Against this complex mix of commercial competition, trade policy shifts and geopolitical rivalry, Chancellor Merz's delegation-level visit to China aims to secure tangible economic outcomes while addressing concerns raised by German industry. The trip's sequence - China followed by Washington - underscores the dual challenge facing German policymakers in balancing economic engagement with strategic caution in a rapidly changing global environment.


Summary

Chancellor Friedrich Merz leads a high-level delegation to China in his first visit as chancellor to sign economic agreements and inspect industrial sites, while German firms face growing competition from Chinese electric vehicle makers and rising costs from U.S. tariffs. Germany's trade relationship with China has shifted dramatically, producing an almost 90 billion euro deficit in 2025 and prompting calls from industry for government action on issues such as overcapacity and export controls.

Key points

  • Merz travels to China with senior business leaders, meets Xi Jinping and Li Qiang, and is expected to sign economic pacts; visit includes stops at a Mercedes-Benz EV plant and a Siemens Energy site.
  • Trade dynamics have shifted: Germany ran an almost 90 billion euro trade deficit with China in 2025 as Chinese exporters closed the surplus gap.
  • Sectors most affected include automotive manufacturing, energy equipment and companies dependent on processed rare earths and magnets.

Risks and uncertainties

  • Competitive risk - German and other Western manufacturers face intense pricing and market-share pressure from Chinese electric vehicle makers, impacting automotive sector revenues and margins.
  • Supply risk - Export controls on strategic materials, including processed rare earths and magnets where China supplies over 90% of global processed output, create vulnerabilities for manufacturers across technology and industrial sectors.
  • Policy risk - Trade defensive measures such as higher tariffs and reduced import quotas by the EU introduce uncertainty for exporters and could prompt further trade frictions affecting steel and automotive markets.

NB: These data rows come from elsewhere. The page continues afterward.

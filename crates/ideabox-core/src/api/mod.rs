//! REST API access for the idea board.
//!
//! Layers, bottom up:
//! - `Transport` / `HttpTransport`: sends an `Operation`, returns a `Response`
//! - `RequestAugmenter`: stamps the stored access token as a bearer header
//! - `RefreshCoordinator`: single-flight token refresh and one-shot replay
//! - `IdeaClient`: typed endpoints on top of the coordinator

pub mod augment;
pub mod client;
pub mod error;
pub mod operation;
pub mod refresh;
pub mod transport;

pub use augment::RequestAugmenter;
pub use client::IdeaClient;
pub use error::ApiError;
pub use operation::{Body, FilePart, Operation, Outcome, Response};
pub use refresh::{RefreshCoordinator, RefreshError, RefreshSettings};
pub use transport::{HttpTransport, Transport};
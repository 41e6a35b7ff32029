use serde::Deserialize;
use thiserror::Error;

#[derive(Error, Debug)]
pub enum ApiError {
    #[error("Access denied: {0}")]
    AccessDenied(String),

    #[error("Unauthorized - token may be expired")]
    Unauthorized,

    #[error("Bad request: {0}")]
    BadRequest(String),

    #[error("Resource not found: {0}")]
    NotFound(String),

    #[error("Rate limited - please wait before retrying")]
    RateLimited,

    #[error("Server error: {0}")]
    ServerError(String),

    #[error("Network error: {0}")]
    NetworkError(#[from] reqwest::Error),

    #[error("Invalid response: {0}")]
    InvalidResponse(String),

    #[error("Invalid request: {0}")]
    InvalidRequest(String),
}

/// Maximum length for error response bodies in error messages
const MAX_ERROR_BODY_LENGTH: usize = 500;

/// Error body shape returned by the idea board backend.
#[derive(Debug, Deserialize)]
struct MessageBody {
    message: String,
}

impl ApiError {
    /// Truncate a response body to avoid logging excessive data
    fn truncate_body(body: &str) -> String {
        if body.len() <= MAX_ERROR_BODY_LENGTH {
            body.to_string()
        } else {
            let mut end = MAX_ERROR_BODY_LENGTH;
            while !body.is_char_boundary(end) {
                end -= 1;
            }
            format!("{}... (truncated, {} total bytes)", &body[..end], body.len())
        }
    }

    /// Prefer the backend's `{"message": ...}` text over the raw body.
    fn detail(body: &str) -> String {
        match serde_json::from_str::<MessageBody>(body) {
            Ok(parsed) => Self::truncate_body(&parsed.message),
            Err(_) => Self::truncate_body(body),
        }
    }

    pub fn from_status(status: reqwest::StatusCode, body: &str) -> Self {
        let detail = Self::detail(body);
        match status.as_u16() {
            400 | 422 => ApiError::BadRequest(detail),
            401 => ApiError::Unauthorized,
            403 => ApiError::AccessDenied(detail),
            404 => ApiError::NotFound(detail),
            429 => ApiError::RateLimited,
            500..=599 => ApiError::ServerError(detail),
            _ => ApiError::InvalidResponse(format!("Status {}: {}", status, detail)),
        }
    }

    /// True for the one failure the refresh path acts on.
    pub fn is_auth_expired(&self) -> bool {
        matches!(self, ApiError::Unauthorized)
    }

    /// True when the request never produced an HTTP response.
    pub fn is_timeout(&self) -> bool {
        matches!(self, ApiError::NetworkError(e) if e.is_timeout())
    }
}

#[cfg(test)]
mod tests {
    use super::*;
    use reqwest::StatusCode;

    #[test]
    fn test_from_status_maps_unauthorized() {
        let err = ApiError::from_status(StatusCode::UNAUTHORIZED, "");
        assert!(err.is_auth_expired());
    }

    #[test]
    fn test_from_status_uses_backend_message() {
        let err = ApiError::from_status(
            StatusCode::BAD_REQUEST,
            r#"{"message": "Email and password are required"}"#,
        );
        match err {
            ApiError::BadRequest(msg) => assert_eq!(msg, "Email and password are required"),
            other => panic!("unexpected error: {:?}", other),
        }
    }

    #[test]
    fn test_from_status_server_error_keeps_raw_body() {
        let err = ApiError::from_status(StatusCode::BAD_GATEWAY, "upstream down");
        assert_eq!(err.to_string(), "Server error: upstream down");
        assert!(!err.is_auth_expired());
    }

    #[test]
    fn test_truncate_body() {
        let long = "x".repeat(MAX_ERROR_BODY_LENGTH + 20);
        let truncated = ApiError::truncate_body(&long);
        assert!(truncated.ends_with("(truncated, 520 total bytes)"));

        let short = ApiError::truncate_body("short");
        assert_eq!(short, "short");
    }
}
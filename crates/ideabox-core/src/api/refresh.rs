//! Transparent access-token refresh.
//!
//! `RefreshCoordinator` wraps every transport call. A 401 on an operation
//! that has not been retried yet triggers a refresh with the stored refresh
//! token, then a single replay with the new access token. Concurrent 401s
//! join the refresh already in flight instead of starting their own.
//!
//! The refresh runs as a detached task: a caller that gives up while waiting
//! does not cancel it, and every other waiter still gets the result. When the
//! refresh fails, or there is no refresh token, the session is torn down and
//! the caller gets the original 401 back.

use std::sync::{Arc, Mutex, MutexGuard, PoisonError};
use std::time::Duration;

use futures::future::{BoxFuture, Shared};
use futures::FutureExt;
use thiserror::Error;
use tracing::{debug, info, warn};

use super::augment::RequestAugmenter;
use super::operation::{Operation, Outcome, Response};
use super::transport::Transport;
use super::ApiError;
use crate::auth::{SessionTeardown, Slot, TokenStore};
use crate::models::TokenResponse;

/// Default path of the refresh endpoint, relative to the API base URL.
pub const DEFAULT_REFRESH_PATH: &str = "/refresh";

/// Default path of the login endpoint, relative to the API base URL.
pub const DEFAULT_LOGIN_PATH: &str = "/login";

/// Upper bound for a single refresh call.
pub const DEFAULT_REFRESH_TIMEOUT_SECS: u64 = 10;

#[derive(Error, Debug, Clone, PartialEq, Eq)]
pub enum RefreshError {
    #[error("No refresh token stored")]
    NoCredential,

    #[error("Refresh token rejected (status {0})")]
    Rejected(u16),

    #[error("Refresh request failed: {0}")]
    Transport(String),

    #[error("Refresh timed out after {0:?}")]
    TimedOut(Duration),

    #[error("Invalid refresh response: {0}")]
    InvalidResponse(String),

    #[error("Failed to store refreshed token: {0}")]
    Storage(String),

    #[error("Refresh task aborted: {0}")]
    Aborted(String),
}

#[derive(Debug, Clone)]
pub struct RefreshSettings {
    pub refresh_path: String,
    /// Targets whose 401 means bad credentials rather than an expired
    /// session. The refresh path is always exempt.
    pub exempt_paths: Vec<String>,
    pub timeout: Duration,
}

impl Default for RefreshSettings {
    fn default() -> Self {
        Self {
            refresh_path: DEFAULT_REFRESH_PATH.to_string(),
            exempt_paths: vec![DEFAULT_LOGIN_PATH.to_string()],
            timeout: Duration::from_secs(DEFAULT_REFRESH_TIMEOUT_SECS),
        }
    }
}

type PendingRefresh = Shared<BoxFuture<'static, Result<String, RefreshError>>>;

enum RefreshState {
    Idle,
    InFlight(PendingRefresh),
}

type SharedState = Arc<Mutex<RefreshState>>;

fn lock_state(state: &Mutex<RefreshState>) -> MutexGuard<'_, RefreshState> {
    state.lock().unwrap_or_else(PoisonError::into_inner)
}

/// Returns the coordinator to idle when the refresh task ends, however it
/// ends: settled, panicked, or dropped by the runtime.
struct SettleOnDrop(SharedState);

impl Drop for SettleOnDrop {
    fn drop(&mut self) {
        *lock_state(&self.0) = RefreshState::Idle;
    }
}

/// Clone is cheap; clones share the same refresh state.
#[derive(Clone)]
pub struct RefreshCoordinator {
    transport: Arc<dyn Transport>,
    store: Arc<dyn TokenStore>,
    augmenter: RequestAugmenter,
    teardown: SessionTeardown,
    settings: RefreshSettings,
    state: SharedState,
}

impl RefreshCoordinator {
    pub fn new(
        transport: Arc<dyn Transport>,
        store: Arc<dyn TokenStore>,
        teardown: SessionTeardown,
        settings: RefreshSettings,
    ) -> Self {
        Self {
            augmenter: RequestAugmenter::new(Arc::clone(&store)),
            transport,
            store,
            teardown,
            settings,
            state: Arc::new(Mutex::new(RefreshState::Idle)),
        }
    }

    pub fn store(&self) -> &Arc<dyn TokenStore> {
        &self.store
    }

    pub fn teardown(&self) -> &SessionTeardown {
        &self.teardown
    }

    /// True while a refresh call is outstanding.
    pub fn is_refreshing(&self) -> bool {
        matches!(*lock_state(&self.state), RefreshState::InFlight(_))
    }

    /// Stamp, send, and on an expired access token refresh once and replay.
    /// Non-success statuses come back as `ApiError`.
    pub async fn execute(&self, op: Operation) -> Result<Response, ApiError> {
        let mut op = self.augmenter.augment(op);
        let response = self.transport.execute(&op).await?;

        if response.classify() != Outcome::AuthExpired
            || self.is_exempt(&op.target)
            || !op.mark_retried()
        {
            return response.error_for_status();
        }

        debug!(path = %op.target, "Access token rejected, refreshing");
        match self.fresh_access_token().await {
            Ok(token) => {
                op.set_bearer(&token);
                let replay = self.transport.execute(&op).await?;
                if replay.classify() == Outcome::AuthExpired {
                    warn!(path = %op.target, "Replayed request still unauthorized");
                }
                replay.error_for_status()
            }
            Err(e) => {
                warn!(path = %op.target, error = %e, "Token refresh failed, ending session");
                self.teardown.run();
                response.error_for_status()
            }
        }
    }

    fn is_exempt(&self, target: &str) -> bool {
        let path = target.split(['?', '#']).next().unwrap_or_default();
        path == self.settings.refresh_path || self.settings.exempt_paths.iter().any(|p| p == path)
    }

    /// Join the in-flight refresh, or start one if idle. The idle check and
    /// the switch to in-flight happen under one lock.
    async fn fresh_access_token(&self) -> Result<String, RefreshError> {
        let pending = {
            let mut state = lock_state(&self.state);
            match &*state {
                RefreshState::InFlight(pending) => {
                    debug!("Joining in-flight token refresh");
                    pending.clone()
                }
                RefreshState::Idle => {
                    let refresh_token =
                        self.store.get(Slot::Refresh).ok_or(RefreshError::NoCredential)?;
                    let pending = self.spawn_refresh(refresh_token);
                    *state = RefreshState::InFlight(pending.clone());
                    pending
                }
            }
        };
        pending.await
    }

    fn spawn_refresh(&self, refresh_token: String) -> PendingRefresh {
        let transport = Arc::clone(&self.transport);
        let store = Arc::clone(&self.store);
        let state = Arc::clone(&self.state);
        let path = self.settings.refresh_path.clone();
        let limit = self.settings.timeout;

        let handle = tokio::spawn(async move {
            let _settle = SettleOnDrop(state);
            let call = request_access_token(transport.as_ref(), &path, &refresh_token);
            let result = match tokio::time::timeout(limit, call).await {
                Ok(result) => result,
                Err(_) => Err(RefreshError::TimedOut(limit)),
            };
            let result = result.and_then(|tokens| save_tokens(store.as_ref(), tokens));
            if result.is_ok() {
                info!("Access token refreshed");
            }
            result
        });

        handle
            .map(|joined| joined.unwrap_or_else(|e| Err(RefreshError::Aborted(e.to_string()))))
            .boxed()
            .shared()
    }
}

async fn request_access_token(
    transport: &dyn Transport,
    path: &str,
    refresh_token: &str,
) -> Result<TokenResponse, RefreshError> {
    let mut op = Operation::post(path);
    op.set_bearer(refresh_token);

    let response = transport
        .execute(&op)
        .await
        .map_err(|e| RefreshError::Transport(e.to_string()))?;

    match response.classify() {
        Outcome::Success => response
            .json::<TokenResponse>()
            .map_err(|e| RefreshError::InvalidResponse(e.to_string())),
        Outcome::AuthExpired | Outcome::Failure => {
            Err(RefreshError::Rejected(response.status.as_u16()))
        }
    }
}

fn save_tokens(store: &dyn TokenStore, tokens: TokenResponse) -> Result<String, RefreshError> {
    store
        .set(Slot::Access, tokens.access_token.clone())
        .map_err(|e| RefreshError::Storage(e.to_string()))?;
    if let Some(refresh) = tokens.refresh_token {
        // The new access token is already usable
        if let Err(e) = store.set(Slot::Refresh, refresh) {
            warn!(error = %e, "Failed to store rotated refresh token");
        }
    }
    Ok(tokens.access_token)
}
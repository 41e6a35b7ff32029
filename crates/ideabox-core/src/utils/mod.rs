//! Utility functions for display formatting.

pub mod format;

pub use format::{format_timestamp, mask_token, truncate_string};
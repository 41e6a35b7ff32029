//! Application configuration management.
//!
//! This module handles loading and saving the application configuration:
//! backend URL, timeouts, where tokens are kept, and the route table.
//!
//! Configuration is stored at `~/.config/ideabox/config.json`. Every field
//! has a default, so a missing or partial file is fine.

use std::path::{Path, PathBuf};
use std::str::FromStr;
use std::time::Duration;

use anyhow::{Context, Result};
use serde::{Deserialize, Serialize};
use tracing::warn;

use crate::api::refresh::{
    RefreshSettings, DEFAULT_LOGIN_PATH, DEFAULT_REFRESH_PATH, DEFAULT_REFRESH_TIMEOUT_SECS,
};
use crate::nav::{Route, RouteTable, LOGIN_PATH};

/// Application name used for config/cache directory paths
const APP_NAME: &str = "ideabox";

/// Config file name
const CONFIG_FILE: &str = "config.json";

const DEFAULT_API_BASE_URL: &str = "http://localhost:5000/api";

/// HTTP request timeout in seconds.
const DEFAULT_REQUEST_TIMEOUT_SECS: u64 = 30;

pub const ENV_API_URL: &str = "IDEABOX_API_URL";
pub const ENV_TOKEN_STORAGE: &str = "IDEABOX_TOKEN_STORAGE";

#[derive(Debug, Clone, Copy, Default, PartialEq, Eq, Serialize, Deserialize)]
#[serde(rename_all = "lowercase")]
pub enum TokenStorage {
    #[default]
    File,
    Keyring,
}

impl FromStr for TokenStorage {
    type Err = anyhow::Error;

    fn from_str(s: &str) -> Result<Self> {
        match s.trim().to_ascii_lowercase().as_str() {
            "file" => Ok(TokenStorage::File),
            "keyring" => Ok(TokenStorage::Keyring),
            other => Err(anyhow::anyhow!("Unknown token storage: {}", other)),
        }
    }
}

#[derive(Debug, Clone, Serialize, Deserialize)]
#[serde(default)]
pub struct Config {
    pub api_base_url: String,
    pub last_email: Option<String>,
    pub request_timeout_secs: u64,
    pub refresh_timeout_secs: u64,
    pub token_storage: TokenStorage,
    pub entry_route: String,
    pub refresh_path: String,
    pub login_path: String,
    /// Replaces the built-in route table when set.
    pub routes: Option<Vec<Route>>,
}

impl Default for Config {
    fn default() -> Self {
        Self {
            api_base_url: DEFAULT_API_BASE_URL.to_string(),
            last_email: None,
            request_timeout_secs: DEFAULT_REQUEST_TIMEOUT_SECS,
            refresh_timeout_secs: DEFAULT_REFRESH_TIMEOUT_SECS,
            token_storage: TokenStorage::default(),
            entry_route: LOGIN_PATH.to_string(),
            refresh_path: DEFAULT_REFRESH_PATH.to_string(),
            login_path: DEFAULT_LOGIN_PATH.to_string(),
            routes: None,
        }
    }
}

impl Config {
    /// Load from the default location, then apply environment overrides.
    pub fn load() -> Result<Self> {
        let mut config = Self::load_from(&Self::config_path()?)?;
        config.apply_env(|key| std::env::var(key).ok());
        Ok(config)
    }

    pub fn load_from(path: &Path) -> Result<Self> {
        if path.exists() {
            let contents = std::fs::read_to_string(path).context("Failed to read config file")?;
            serde_json::from_str(&contents).context("Failed to parse config file")
        } else {
            Ok(Self::default())
        }
    }

    /// Record the last login email in the default config file. Only that
    /// field changes; environment and command-line overrides in effect for
    /// this run are not written back.
    pub fn remember_email(email: &str) -> Result<()> {
        Self::remember_email_at(&Self::config_path()?, email)
    }

    pub fn remember_email_at(path: &Path, email: &str) -> Result<()> {
        let mut on_disk = Self::load_from(path)?;
        on_disk.last_email = Some(email.to_string());
        on_disk.save_to(path)
    }

    pub fn save_to(&self, path: &Path) -> Result<()> {
        if let Some(parent) = path.parent() {
            std::fs::create_dir_all(parent)?;
        }
        let contents = serde_json::to_string_pretty(self)?;
        std::fs::write(path, contents)?;
        Ok(())
    }

    /// Apply `IDEABOX_*` overrides from `lookup`.
    pub fn apply_env(&mut self, lookup: impl Fn(&str) -> Option<String>) {
        if let Some(url) = lookup(ENV_API_URL).filter(|u| !u.trim().is_empty()) {
            self.api_base_url = url;
        }
        if let Some(raw) = lookup(ENV_TOKEN_STORAGE) {
            match raw.parse() {
                Ok(storage) => self.token_storage = storage,
                Err(e) => warn!(error = %e, "Ignoring {}", ENV_TOKEN_STORAGE),
            }
        }
    }

    fn config_path() -> Result<PathBuf> {
        let config_dir = dirs::config_dir()
            .ok_or_else(|| anyhow::anyhow!("Could not find config directory"))?;
        Ok(config_dir.join(APP_NAME).join(CONFIG_FILE))
    }

    pub fn cache_dir(&self) -> Result<PathBuf> {
        let cache_dir = dirs::cache_dir()
            .ok_or_else(|| anyhow::anyhow!("Could not find cache directory"))?;
        Ok(cache_dir.join(APP_NAME))
    }

    pub fn request_timeout(&self) -> Duration {
        Duration::from_secs(self.request_timeout_secs)
    }

    pub fn route_table(&self) -> RouteTable {
        match self.routes {
            Some(ref routes) => RouteTable::new(routes.clone()),
            None => RouteTable::default(),
        }
    }

    pub fn refresh_settings(&self) -> RefreshSettings {
        RefreshSettings {
            refresh_path: self.refresh_path.clone(),
            exempt_paths: vec![self.login_path.clone()],
            timeout: Duration::from_secs(self.refresh_timeout_secs),
        }
    }
}

#[cfg(test)]
mod tests {
    use std::collections::HashMap;

    use super::*;

    #[test]
    fn test_partial_file_uses_defaults() {
        let dir = tempfile::tempdir().unwrap();
        let path = dir.path().join("config.json");
        std::fs::write(&path, r#"{"last_email": "mei@example.com"}"#).unwrap();

        let config = Config::load_from(&path).unwrap();
        assert_eq!(config.last_email.as_deref(), Some("mei@example.com"));
        assert_eq!(config.api_base_url, DEFAULT_API_BASE_URL);
        assert_eq!(config.entry_route, "/login");
        assert_eq!(config.token_storage, TokenStorage::File);
    }

    #[test]
    fn test_missing_file_is_default() {
        let dir = tempfile::tempdir().unwrap();
        let config = Config::load_from(&dir.path().join("absent.json")).unwrap();
        assert_eq!(config.request_timeout(), Duration::from_secs(30));
    }

    #[test]
    fn test_save_and_reload() {
        let dir = tempfile::tempdir().unwrap();
        let path = dir.path().join("nested").join("config.json");

        let config = Config {
            token_storage: TokenStorage::Keyring,
            routes: Some(vec![Route::protected("submit", "/submit")]),
            ..Config::default()
        };
        config.save_to(&path).unwrap();

        let reloaded = Config::load_from(&path).unwrap();
        assert_eq!(reloaded.token_storage, TokenStorage::Keyring);
        assert!(reloaded.route_table().resolve("/submit").unwrap().requires_auth);
        assert!(reloaded.route_table().resolve("/ideas").is_none());
    }

    #[test]
    fn test_env_overrides() {
        let env: HashMap<&str, &str> = HashMap::from([
            (ENV_API_URL, "https://ideas.example.com/api"),
            (ENV_TOKEN_STORAGE, "KEYRING"),
        ]);
        let mut config = Config::default();
        config.apply_env(|key| env.get(key).map(|v| v.to_string()));

        assert_eq!(config.api_base_url, "https://ideas.example.com/api");
        assert_eq!(config.token_storage, TokenStorage::Keyring);
    }

    #[test]
    fn test_invalid_storage_override_is_ignored() {
        let mut config = Config::default();
        config.apply_env(|key| (key == ENV_TOKEN_STORAGE).then(|| "vault".to_string()));
        assert_eq!(config.token_storage, TokenStorage::File);
    }

    #[test]
    fn test_remember_email_keeps_overrides_out_of_file() {
        let dir = tempfile::tempdir().unwrap();
        let path = dir.path().join("config.json");
        std::fs::write(&path, r#"{"api_base_url": "https://ideas.example.com/api"}"#).unwrap();

        let mut running = Config::load_from(&path).unwrap();
        running.apply_env(|key| match key {
            ENV_API_URL => Some("http://127.0.0.1:9999/api".to_string()),
            ENV_TOKEN_STORAGE => Some("keyring".to_string()),
            _ => None,
        });
        assert_eq!(running.api_base_url, "http://127.0.0.1:9999/api");

        Config::remember_email_at(&path, "mei@example.com").unwrap();

        let stored = Config::load_from(&path).unwrap();
        assert_eq!(stored.last_email.as_deref(), Some("mei@example.com"));
        assert_eq!(stored.api_base_url, "https://ideas.example.com/api");
        assert_eq!(stored.token_storage, TokenStorage::File);
    }

    #[test]
    fn test_refresh_settings_exempt_login() {
        let settings = Config::default().refresh_settings();
        assert_eq!(settings.refresh_path, "/refresh");
        assert_eq!(settings.exempt_paths, vec!["/login".to_string()]);
        assert_eq!(settings.timeout, Duration::from_secs(10));
    }
}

Note: Currency conversion used in reporting showed $1 = 0.8488 euros.

Risks

  • Intensified competition from Chinese electric vehicle makers putting pressure on margins and market share in the automotive sector.
  • Tighter Chinese export controls on processed rare earths and magnets creating supply vulnerabilities for technology and industrial manufacturers.
  • EU defensive trade measures such as higher tariffs and lower import quotas increasing policy uncertainty for exporters, notably in steel and automotive markets.